Since the function values in equation 6 are jointly normal, the conditional distribution $Pr(f^{*}|\mathbf{f})$ must also be normal, and we can use the standard formula for the mean and variance of this conditional distribution:

\begin{equation}\label{eq:gp_posterior}

Pr(f^*|\mathbf{f}) = \mbox{Norm}[\mu[\mathbf{x}^{*}],\sigma^{2}[\mathbf{x}^{*}]], \tag{7}

\end{equation}

where

\begin{eqnarray}\label{eq:GP_Conditional}

\mu[\mathbf{x}^{*}]&=& \mathbf{K}[\mathbf{x}^{*},\mathbf{X}]\mathbf{K}[\mathbf{X},\mathbf{X}]^{-1}\mathbf{f}\nonumber \\

\sigma^{2}[\mathbf{x}^{*}]&=&\mathbf{K}[\mathbf{x}^{*},\mathbf{x}^{*}]\!-\!\mathbf{K}[\mathbf{x}^{*}, \mathbf{X}]\mathbf{K}[\mathbf{X},\mathbf{X}]^{-1}\mathbf{K}[\mathbf{X},\mathbf{x}^{*}]. \tag{8}

\end{eqnarray}

Using this formula, we can estimate the distribution of the function at any new point $\mathbf{x}^{*}$. The best estimate of the function value is given by the mean $\mu[\mathbf{x}]$, and the uncertainty is given by the variance $\sigma^{2}[\mathbf{x}]$. Figure 3 shows an example of measuring several points on a function sequentially and showing how the predicted mean and variance changes for other points.

Now that we have a model of the function and its uncertainty, we will use this to choose which point to sample next. The *acquisition* function takes the mean and variance at each point $\mathbf{x}$ on the function and computes a value that indicates how desirable it is to sample next at this position. A good acquisition function should trade off exploration and exploitation.
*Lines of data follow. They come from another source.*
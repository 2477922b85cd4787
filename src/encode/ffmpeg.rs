use std::ffi::OsString;
use std::io::{Read as _, Write as _};
use std::path::{Path, PathBuf};
use std::process::{Child, ChildStdin, Command, Stdio};
use std::thread::JoinHandle;

use crate::config::model::SunflowerConfig;
use crate::encode::sink::{FrameSink, SinkConfig, SinkLifecycle};
use crate::foundation::core::{FrameIndex, Rgba8};
use crate::foundation::error::{SunflowerError, SunflowerResult};
use crate::foundation::math::mul_div255_u16;
use crate::render::backend::FrameRGBA;

/// Where and how [`FfmpegSink`] writes its MP4.
#[derive(Clone, Debug, PartialEq)]
pub struct FfmpegSinkOpts {
    /// Output MP4 file path.
    pub out_path: PathBuf,
    /// Replace `out_path` if it already exists.
    pub overwrite: bool,
    /// Color translucent pixels are flattened onto; yuv420p has no alpha.
    pub background: Rgba8,
}

impl FfmpegSinkOpts {
    /// Overwriting output flattened onto white.
    pub fn new(out_path: impl Into<PathBuf>) -> Self {
        Self {
            out_path: out_path.into(),
            overwrite: true,
            background: Rgba8::WHITE,
        }
    }

    /// Output flattened onto the configured scene background.
    pub fn from_config(config: &SunflowerConfig, out_path: impl Into<PathBuf>) -> Self {
        Self {
            background: config.background(),
            ..Self::new(out_path)
        }
    }

    /// Set whether an existing `out_path` may be replaced.
    pub fn overwrite(mut self, overwrite: bool) -> Self {
        self.overwrite = overwrite;
        self
    }
}

/// Streams frames as raw RGBA into a system `ffmpeg` encoding H.264/yuv420p.
///
/// The encoder process lives from `begin` until `end` or `abort`. Dropping the sink mid-playback
/// kills the process.
pub struct FfmpegSink {
    opts: FfmpegSinkOpts,
    lifecycle: SinkLifecycle,
    encoder: Option<Encoder>,
    scratch: Vec<u8>,
}

impl FfmpegSink {
    /// Sink writing to `opts.out_path`.
    pub fn new(opts: FfmpegSinkOpts) -> Self {
        Self {
            opts,
            lifecycle: SinkLifecycle::default(),
            encoder: None,
            scratch: Vec::new(),
        }
    }

    /// Whether an encoder process is currently attached.
    pub fn is_encoding(&self) -> bool {
        self.encoder.is_some()
    }

    fn open_encoder(&self, cfg: &SinkConfig) -> SunflowerResult<Encoder> {
        ensure_parent_dir(&self.opts.out_path)?;
        if !self.opts.overwrite && self.opts.out_path.exists() {
            return Err(SunflowerError::validation(format!(
                "output file '{}' already exists",
                self.opts.out_path.display()
            )));
        }
        if !is_ffmpeg_on_path() {
            return Err(SunflowerError::render(
                "ffmpeg is required for MP4 output but was not found on PATH",
            ));
        }
        Encoder::spawn(encoder_args(cfg, &self.opts))
    }
}

impl FrameSink for FfmpegSink {
    fn begin(&mut self, cfg: SinkConfig) -> SunflowerResult<()> {
        if !cfg.width.is_multiple_of(2) || !cfg.height.is_multiple_of(2) {
            return Err(SunflowerError::validation(format!(
                "ffmpeg sink needs even frame dimensions for yuv420p, got {}x{}",
                cfg.width, cfg.height
            )));
        }
        self.lifecycle.start("ffmpeg", cfg)?;
        // A previous playback that was never ended is discarded.
        self.encoder = None;

        let encoder = match self.open_encoder(&cfg) {
            Ok(encoder) => encoder,
            Err(err) => {
                self.lifecycle = SinkLifecycle::default();
                return Err(err);
            }
        };
        tracing::debug!(
            out = %self.opts.out_path.display(),
            width = cfg.width,
            height = cfg.height,
            "ffmpeg started"
        );
        self.encoder = Some(encoder);
        self.scratch = vec![0; cfg.frame_len()];
        Ok(())
    }

    fn push_frame(&mut self, idx: FrameIndex, frame: &FrameRGBA) -> SunflowerResult<()> {
        let cfg = self.lifecycle.accept("ffmpeg", idx, frame)?;
        if frame.data.len() != cfg.frame_len() {
            return Err(SunflowerError::validation(format!(
                "frame {} carries {} bytes, expected {}",
                idx.0,
                frame.data.len(),
                cfg.frame_len()
            )));
        }
        let encoder = self
            .encoder
            .as_mut()
            .ok_or_else(|| SunflowerError::render("ffmpeg encoder is not running"))?;

        flatten_onto_background(&mut self.scratch, frame, self.opts.background);
        encoder.write(&self.scratch)
    }

    fn end(&mut self) -> SunflowerResult<()> {
        self.lifecycle.finish("ffmpeg")?;
        let encoder = self
            .encoder
            .take()
            .ok_or_else(|| SunflowerError::render("ffmpeg encoder is not running"))?;
        encoder.finish()?;
        tracing::debug!(out = %self.opts.out_path.display(), "ffmpeg finished");
        Ok(())
    }

    fn abort(&mut self) {
        self.lifecycle = SinkLifecycle::default();
        if let Some(mut encoder) = self.encoder.take() {
            encoder.kill();
            if let Err(err) = std::fs::remove_file(&self.opts.out_path) {
                tracing::debug!(%err, out = %self.opts.out_path.display(), "no partial output removed");
            }
        }
    }
}

/// Command line for an `ffmpeg` reading `cfg`-shaped opaque RGBA frames from stdin.
pub(crate) fn encoder_args(cfg: &SinkConfig, opts: &FfmpegSinkOpts) -> Vec<OsString> {
    let mut args: Vec<OsString> = vec![if opts.overwrite { "-y" } else { "-n" }.into()];
    let input = [
        "-loglevel".to_owned(),
        "error".to_owned(),
        "-f".to_owned(),
        "rawvideo".to_owned(),
        "-pix_fmt".to_owned(),
        "rgba".to_owned(),
        "-s".to_owned(),
        format!("{}x{}", cfg.width, cfg.height),
        // Before `-i` this is the input rate, not a resample.
        "-r".to_owned(),
        format!("{}/{}", cfg.fps.num, cfg.fps.den),
        "-i".to_owned(),
        "pipe:0".to_owned(),
    ];
    let output = [
        "-an",
        "-c:v",
        "libx264",
        "-pix_fmt",
        "yuv420p",
        "-movflags",
        "+faststart",
    ];
    args.extend(input.into_iter().map(OsString::from));
    args.extend(output.into_iter().map(OsString::from));
    args.push(opts.out_path.clone().into_os_string());
    args
}

/// A running `ffmpeg` child with a piped stdin and a thread collecting stderr.
struct Encoder {
    child: Child,
    stdin: Option<ChildStdin>,
    stderr: Option<JoinHandle<std::io::Result<Vec<u8>>>>,
}

impl Encoder {
    fn spawn(args: Vec<OsString>) -> SunflowerResult<Self> {
        let mut child = Command::new("ffmpeg")
            .args(args)
            .stdin(Stdio::piped())
            .stdout(Stdio::null())
            .stderr(Stdio::piped())
            .spawn()
            .map_err(|e| SunflowerError::render(format!("failed to spawn ffmpeg: {e}")))?;

        let stdin = child.stdin.take();
        let stderr = child.stderr.take().map(|mut pipe| {
            std::thread::spawn(move || {
                let mut bytes = Vec::new();
                pipe.read_to_end(&mut bytes)?;
                Ok(bytes)
            })
        });
        let mut encoder = Self {
            child,
            stdin,
            stderr,
        };
        if encoder.stdin.is_none() {
            encoder.kill();
            return Err(SunflowerError::render("failed to open ffmpeg stdin"));
        }
        Ok(encoder)
    }

    fn write(&mut self, bytes: &[u8]) -> SunflowerResult<()> {
        let stdin = self
            .stdin
            .as_mut()
            .ok_or_else(|| SunflowerError::render("ffmpeg stdin is closed"))?;
        stdin
            .write_all(bytes)
            .map_err(|e| SunflowerError::render(format!("failed to write frame to ffmpeg: {e}")))
    }

    /// Close stdin and wait for the encoder to exit cleanly.
    fn finish(mut self) -> SunflowerResult<()> {
        drop(self.stdin.take());
        let status = self
            .child
            .wait()
            .map_err(|e| SunflowerError::render(format!("failed to wait for ffmpeg: {e}")))?;
        let stderr = self.collect_stderr();
        if !status.success() {
            return Err(SunflowerError::render(format!(
                "ffmpeg exited with {status}: {}",
                String::from_utf8_lossy(&stderr).trim()
            )));
        }
        Ok(())
    }

    fn kill(&mut self) {
        drop(self.stdin.take());
        if let Err(err) = self.child.kill() {
            tracing::debug!(%err, "ffmpeg already exited");
        }
        if let Err(err) = self.child.wait() {
            tracing::warn!(%err, "failed to reap ffmpeg");
        }
        self.collect_stderr();
    }

    fn collect_stderr(&mut self) -> Vec<u8> {
        match self.stderr.take().map(JoinHandle::join) {
            Some(Ok(Ok(bytes))) => bytes,
            Some(Ok(Err(err))) => {
                tracing::debug!(%err, "ffmpeg stderr read failed");
                Vec::new()
            }
            Some(Err(_)) => {
                tracing::debug!("ffmpeg stderr thread panicked");
                Vec::new()
            }
            None => Vec::new(),
        }
    }
}

impl Drop for Encoder {
    fn drop(&mut self) {
        if matches!(self.child.try_wait(), Ok(None)) {
            tracing::warn!("ffmpeg dropped while encoding; killing it");
            self.kill();
        }
    }
}

/// Composite `frame` over `background` into opaque RGBA8 in `dst`.
///
/// `dst` must be exactly as long as `frame.data`.
pub(crate) fn flatten_onto_background(dst: &mut [u8], frame: &FrameRGBA, background: Rgba8) {
    let bg = [background.r, background.g, background.b].map(u16::from);
    for (out, px) in dst.chunks_exact_mut(4).zip(frame.data.chunks_exact(4)) {
        let a = u16::from(px[3]);
        let inv = 255 - a;
        for ((o, &s), b) in out[..3].iter_mut().zip(&px[..3]).zip(bg) {
            let s = if frame.premultiplied {
                u16::from(s)
            } else {
                mul_div255_u16(u16::from(s), a)
            };
            *o = (s + mul_div255_u16(b, inv)).min(255) as u8;
        }
        out[3] = 255;
    }
}

/// Ensure the parent directory of `path` exists.
pub fn ensure_parent_dir(path: &Path) -> SunflowerResult<()> {
    if let Some(parent) = path.parent() {
        use anyhow::Context as _;
        std::fs::create_dir_all(parent)
            .with_context(|| format!("failed to create output directory '{}'", parent.display()))?;
    }
    Ok(())
}

/// Return `true` when `ffmpeg` can be invoked from `PATH`.
pub fn is_ffmpeg_on_path() -> bool {
    Command::new("ffmpeg")
        .arg("-version")
        .stdout(Stdio::null())
        .stderr(Stdio::null())
        .status()
        .is_ok_and(|s| s.success())
}

#[cfg(test)]
#[path = "../../tests/unit/encode/ffmpeg.rs"]
mod tests;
In the following sections we'll describe four popular acquisition functions: the upper confidence bound (Srinivas *et* al., 2010), expected improvement (Močkus, 1975), probability of improvement (Kushner, 1964), and Thompson sampling (Thompson, 1933). Note that there are several other approaches which are not discussed here including those based on entropy search (Villemonteix *et* al., 2009, Hennig and Schuler, 2012) and the knowledge gradient (Wu *et* al., 2017).

**Upper confidence bound:** This acquisition function (figure 4a) is defined as:

\begin{align}

\mbox{UCB}[\mathbf{x}^{*}] = \mu[\mathbf{x}^{*}] + \beta^{1/2} \sigma[\mathbf{x}^{*}]. \label{eq:UCB-def} \tag{9}

\end{align}

This favors either (i) regions where $\mu[\mathbf{x}^{*}]$ is large (for exploitation) or (ii) regions where $\sigma[\mathbf{x}^{*}]$ is large (for exploration). The positive parameter $\beta$ trades off these two tendencies.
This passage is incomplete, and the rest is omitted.